Ces innovations changèrent tout à la cour. L'affluence des grands y fut prodigieuse. Les princes de l'église, les prélats y vinrent en foule: on y vit jusqu'à vingt-un cardinaux en même temps; les archevêques, les évêques n'en sortaient pas; on ne vit jamais tant de prêtres parmi tant de femmes. Les gradations de rang et la subordination que la multiplicité des officiers de la maison avait fait établir entre eux, amenèrent à marquer aussi des rangs entre les courtisans sans offices, à multiplier les titres et les honneurs qui servaient à les distinguer. L'étiquette qui réglait les services de la maison régla aussi les droits et les devoirs des courtisans volontaires. La cour tout entière fut séparée de la nation par des conditions de naissance, comme l'était la maison; d'où il arriva que plus tard la roture, la nouvelle noblesse, la noblesse procédant d'une autre origine que les armes, furent exclues de toute communication qui présentât la moindre apparence de relation de société avec les personnes de la famille royale.
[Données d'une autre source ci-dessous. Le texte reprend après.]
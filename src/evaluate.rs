//! Field evaluator: sample closed-form fields on uniform grids

use serde::{Deserialize, Serialize};

use crate::math::{Grid, Polynomial, Vec as Samples};
use crate::response::Deflection;

/// Ordered (coordinate, value) samples of a field
#[derive(Debug, Clone, PartialEq, Serialize, Deserialize)]
pub struct SampledCurve {
    pub coordinates: Samples,
    pub values: Samples,
}

impl SampledCurve {
    /// Pair up coordinates and values; both must have the same length
    pub fn new(coordinates: Samples, values: Samples) -> Self {
        debug_assert_eq!(coordinates.len(), values.len());
        Self {
            coordinates,
            values,
        }
    }

    /// Curve with no samples (absent reference data)
    pub fn empty() -> Self {
        Self::new(Samples::zeros(0), Samples::zeros(0))
    }

    /// Build from (coordinate, value) pairs in order
    pub fn from_pairs(pairs: &[(f64, f64)]) -> Self {
        Self::new(
            Samples::from_iterator(pairs.len(), pairs.iter().map(|p| p.0)),
            Samples::from_iterator(pairs.len(), pairs.iter().map(|p| p.1)),
        )
    }

    pub fn len(&self) -> usize {
        self.coordinates.len()
    }

    pub fn is_empty(&self) -> bool {
        self.coordinates.is_empty()
    }

    pub fn iter(&self) -> impl Iterator<Item = (f64, f64)> + '_ {
        self.coordinates.iter().copied().zip(self.values.iter().copied())
    }

    /// Smallest and largest value, `None` when empty
    pub fn value_range(&self) -> Option<(f64, f64)> {
        if self.is_empty() {
            return None;
        }
        Some((self.values.min(), self.values.max()))
    }

    /// Append another curve's samples after this one's
    fn concat(self, other: SampledCurve) -> Self {
        let n = self.len() + other.len();
        Self::new(
            Samples::from_iterator(n, self.coordinates.iter().chain(other.coordinates.iter()).copied()),
            Samples::from_iterator(n, self.values.iter().chain(other.values.iter()).copied()),
        )
    }
}

/// Sample a polynomial on a grid
pub fn sample_polynomial(f: &Polynomial, grid: &Grid) -> SampledCurve {
    let coordinates = grid.points();
    let values = f.eval_all(&coordinates);
    SampledCurve::new(coordinates, values)
}

/// Sample a deflection, one sub-grid per piece
///
/// Each piece is evaluated only on its own half-open sub-grid, so the result
/// has strictly increasing coordinates with no duplicate at a breakpoint.
pub fn sample(deflection: &Deflection, grid: &Grid) -> SampledCurve {
    match deflection {
        Deflection::Continuous(w) => sample_polynomial(w, grid),
        Deflection::Piecewise { left, right, split } => {
            let (lo, hi) = grid.split_at(*split);
            // Keep the right sub-grid on the parent lattice
            let offset = (lo.len() as f64) * grid.step;
            let hi = Grid::new(grid.start + offset, hi.end, grid.step);
            sample_polynomial(left, &lo).concat(sample_polynomial(right, &hi))
        }
    }
}

/// Sample a through-thickness stress profile on a z grid
pub fn sample_profile(profile: &Polynomial, grid: &Grid) -> SampledCurve {
    sample_polynomial(profile, grid)
}
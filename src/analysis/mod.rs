//! Analysis options and the asymptotic through-thickness solver

pub mod solver;

use std::fs;
use std::path::Path;

use serde::{Deserialize, Serialize};

use crate::error::{PlateError, PlateResult};

pub use solver::{solve, Approximation, AsymptoticSolution, PlateStiffness, ShapeFunctions};

/// Finest accepted grid spacing; bounds the number of samples per curve
pub const MIN_GRID_STEP: f64 = 1e-6;

/// Options controlling response evaluation and sampling
#[derive(Debug, Clone, PartialEq, Serialize, Deserialize)]
#[serde(default)]
pub struct AnalysisOptions {
    /// Transverse load magnitude p
    pub load_magnitude: f64,
    /// Spacing of the x and z sampling grids
    pub grid_step: f64,
    /// Thickness-profile scale of the reference finite-element model, used
    /// by the equilibrium-recovered transverse stress profiles
    pub shear_profile_scale: f64,
    /// Tolerance used by the invariant checks after solving
    pub tolerance: f64,
}

impl Default for AnalysisOptions {
    fn default() -> Self {
        Self {
            load_magnitude: 1.0,
            grid_step: 0.001,
            shear_profile_scale: 20.0,
            tolerance: 1e-9,
        }
    }
}

impl AnalysisOptions {
    /// Load options from a JSON file; missing fields keep their defaults
    pub fn from_file(path: &Path) -> PlateResult<Self> {
        let text = fs::read_to_string(path)?;
        let options: Self = serde_json::from_str(&text)?;
        options.validate()?;
        Ok(options)
    }

    /// Reject options that would produce empty or unbounded sampling
    pub fn validate(&self) -> PlateResult<()> {
        let positive = |name: &str, value: f64| {
            if value > 0.0 && value.is_finite() {
                Ok(())
            } else {
                Err(PlateError::InvalidInput(format!(
                    "{name} must be positive and finite, got {value}"
                )))
            }
        };
        positive("load_magnitude", self.load_magnitude)?;
        positive("grid_step", self.grid_step)?;
        positive("shear_profile_scale", self.shear_profile_scale)?;
        positive("tolerance", self.tolerance)?;
        if self.grid_step < MIN_GRID_STEP {
            return Err(PlateError::InvalidInput(format!(
                "grid_step must be at least {MIN_GRID_STEP:e}, got {}",
                self.grid_step
            )));
        }
        Ok(())
    }

    /// Set the load magnitude
    pub fn with_load(mut self, p: f64) -> Self {
        self.load_magnitude = p;
        self
    }

    /// Set the sampling resolution
    pub fn with_grid_step(mut self, step: f64) -> Self {
        self.grid_step = step;
        self
    }

    /// Set the invariant-check tolerance
    pub fn with_tolerance(mut self, tol: f64) -> Self {
        self.tolerance = tol;
        self
    }
}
Le roi, les princes se les interdirent à eux-mêmes, et ne se permirent que des communications à peu près furtives et clandestines avec les personnes de classes inférieures qui leur étaient les plus agréables.
Quelques détails confirmeront l'aspect général sous lequel on vient de voir la maison et la cour de François Ier.
PREMIER DÉVELOPPEMENT.
CHANGEMENTS OPÉRÉS DANS LA MAISON DU ROI SOUS FRANÇOIS Ier.—ÉLIMINATION DES GRANDS OFFICES AUXQUELS ÉTAIENT ATTACHÉES QUELQUES FONCTIONS D'UTILITÉ PUBLIQUE.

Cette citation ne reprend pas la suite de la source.